> Collected data entries:
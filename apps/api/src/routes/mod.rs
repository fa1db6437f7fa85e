pub mod credential;
pub mod health;

use axum::{
    routing::{get, post, put},
    Router,
};

use crate::book::handlers as book;
use crate::chat::handlers as chat;
use crate::state::AppState;

pub fn build_router(state: AppState) -> Router {
    Router::new()
        .route("/health", get(health::health_handler))
        // Credential selection
        .route(
            "/api/v1/credential",
            get(credential::handle_credential_status).put(credential::handle_select_key),
        )
        // Book API
        .route("/api/v1/books", post(book::handle_create_book))
        .route("/api/v1/books/status", get(book::handle_book_status))
        .route(
            "/api/v1/books/current",
            get(book::handle_get_book).delete(book::handle_discard_book),
        )
        .route("/api/v1/books/current/pdf", get(book::handle_download_pdf))
        // Chat API
        .route("/api/v1/chat", get(chat::handle_get_chat))
        .route("/api/v1/chat/input", put(chat::handle_set_input))
        .route("/api/v1/chat/messages", post(chat::handle_send_message))
        .with_state(state)
}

> Goal of the exercise: Within the records, filter for lines that contain the word "Router" and show each one.

> Response to this exercise:
    Router,
pub fn build_router(state: AppState) -> Router {
    Router::new()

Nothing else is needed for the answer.